Il en ressortait qu'un emballage fortement recyclé comme le verre n'est pas forcément celui qui possède la plus faible empreinte écologique. En raison du caractère très énergivore de sa fabrication, ainsi que de l'impact de son poids et de son volume sur les transports, une bouteille en verre bien que recyclée impliquerait selon l'étude l'émission de 345 grammes de CO2, contre 129 pour une bouteille en plastique. "Cette analyse de cycle de vie confirme le fait que le matériau qui compose majoritairement l'emballage est l'élément essentiel de son impact environnemental", concluait-elle.

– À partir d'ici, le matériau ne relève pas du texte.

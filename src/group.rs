//! Metric grouping.
//!
//! Partitions scanned files into groups sharing a metric identity. The
//! partition is a function of the parsed metric names only: the same input
//! set always produces the same groups in the same order.

use crate::scan::ScannedFile;
use chrono::NaiveDateTime;
use std::collections::BTreeMap;

/// Files believed to represent the same metric across time windows.
#[derive(Debug, Clone)]
pub struct FileGroup {
    /// Metric name, or the raw file name (path on collision) for files
    /// outside the convention.
    pub key: String,
    /// Sorted by window start ascending; undated members first, by name.
    pub members: Vec<ScannedFile>,
    /// (min start, max end) over members with parsed windows.
    pub span: Option<(NaiveDateTime, NaiveDateTime)>,
}

impl FileGroup {
    #[must_use]
    pub fn is_singleton(&self) -> bool {
        self.members.len() == 1
    }

    /// Human-facing name: `"<metric>, <start> to <end>"` when the overall
    /// window is known.
    #[must_use]
    pub fn display_name(&self) -> String {
        match self.span {
            Some((start, end)) => format!(
                "{}, {} to {}",
                self.key,
                start.format("%Y-%m-%d"),
                end.format("%Y-%m-%d")
            ),
            None => self.key.clone(),
        }
    }

    #[must_use]
    pub fn total_size(&self) -> u64 {
        self.members.iter().map(|m| m.size).sum()
    }
}

/// Buckets files by group key into one [`FileGroup`] per distinct key,
/// ordered by key. Files that failed filename parsing never share a group:
/// each becomes its own singleton keyed by raw file name, falling back to
/// the full path when that name collides with another key.
#[must_use]
pub fn group_files(files: Vec<ScannedFile>) -> Vec<FileGroup> {
    let mut buckets: BTreeMap<String, Vec<ScannedFile>> = BTreeMap::new();
    let mut loose: Vec<ScannedFile> = Vec::new();
    for file in files {
        if file.descriptor.is_some() {
            buckets
                .entry(file.group_key().to_string())
                .or_default()
                .push(file);
        } else {
            loose.push(file);
        }
    }

    let mut name_counts: BTreeMap<String, usize> = BTreeMap::new();
    for file in &loose {
        *name_counts.entry(file.name.clone()).or_default() += 1;
    }

    let mut groups: Vec<FileGroup> = buckets
        .into_iter()
        .map(|(key, mut members)| {
            members.sort_by(|a, b| (a.start(), &a.name).cmp(&(b.start(), &b.name)));
            let span = group_span(&members);
            FileGroup { key, members, span }
        })
        .collect();

    for file in loose {
        let ambiguous = name_counts.get(&file.name).copied().unwrap_or(0) > 1
            || groups.iter().any(|g| g.key == file.name);
        let key = if ambiguous {
            file.path.to_string_lossy().into_owned()
        } else {
            file.name.clone()
        };
        groups.push(FileGroup {
            key,
            members: vec![file],
            span: None,
        });
    }

    groups.sort_by(|a, b| a.key.cmp(&b.key));
    groups
}

fn group_span(members: &[ScannedFile]) -> Option<(NaiveDateTime, NaiveDateTime)> {
    let start = members
        .iter()
        .filter_map(|m| m.descriptor.as_ref().map(|d| d.start))
        .min()?;
    let end = members
        .iter()
        .filter_map(|m| m.descriptor.as_ref().map(|d| d.end))
        .max()?;
    Some((start, end))
}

Des emballages incomparables ?

Une telle approche est toutefois contestée par l'Agence de l'environnement et de la maîtrise de l'énergie (Ademe). Et pour cause : dans une même famille, comme celle des bouteilles d'un litre, les caractéristiques des emballages sont tellement différentes en termes de poids et de matériaux utilisés (notamment de résines de plastique) que la seule réponse fiable à la question de l'empreinte carbone serait celle d'une analyse produit par produit, explique Sylvain Pasquier, spécialiste des déchets à l'Ademe. Le poids d'une bouteille en plastique peut par exemple varier de 50%, alors que celui d'une bouteille de vin peut aller du simple au double, note-t-il.

"S'il est indéniable que l'empreinte carbone d'un kilo de verre est inférieure à celle d'un kilo de plastique, il est aussi vrai qu'un emballage du premier matériau est toujours plus lourd qu'un emballage fait du deuxième", précise l'expert, en soulignant: "Selon les cas, les conclusions en termes d'empreinte carbone peuvent alors être inversées". Aux consommateurs, il ne reste donc qu'à se référer à l'outil de bilan environnemental produit par produit fourni en ligne par l'agence, et à l'affichage environnemental adopté par quelques marques. Et surtout à trier leurs emballages en verre.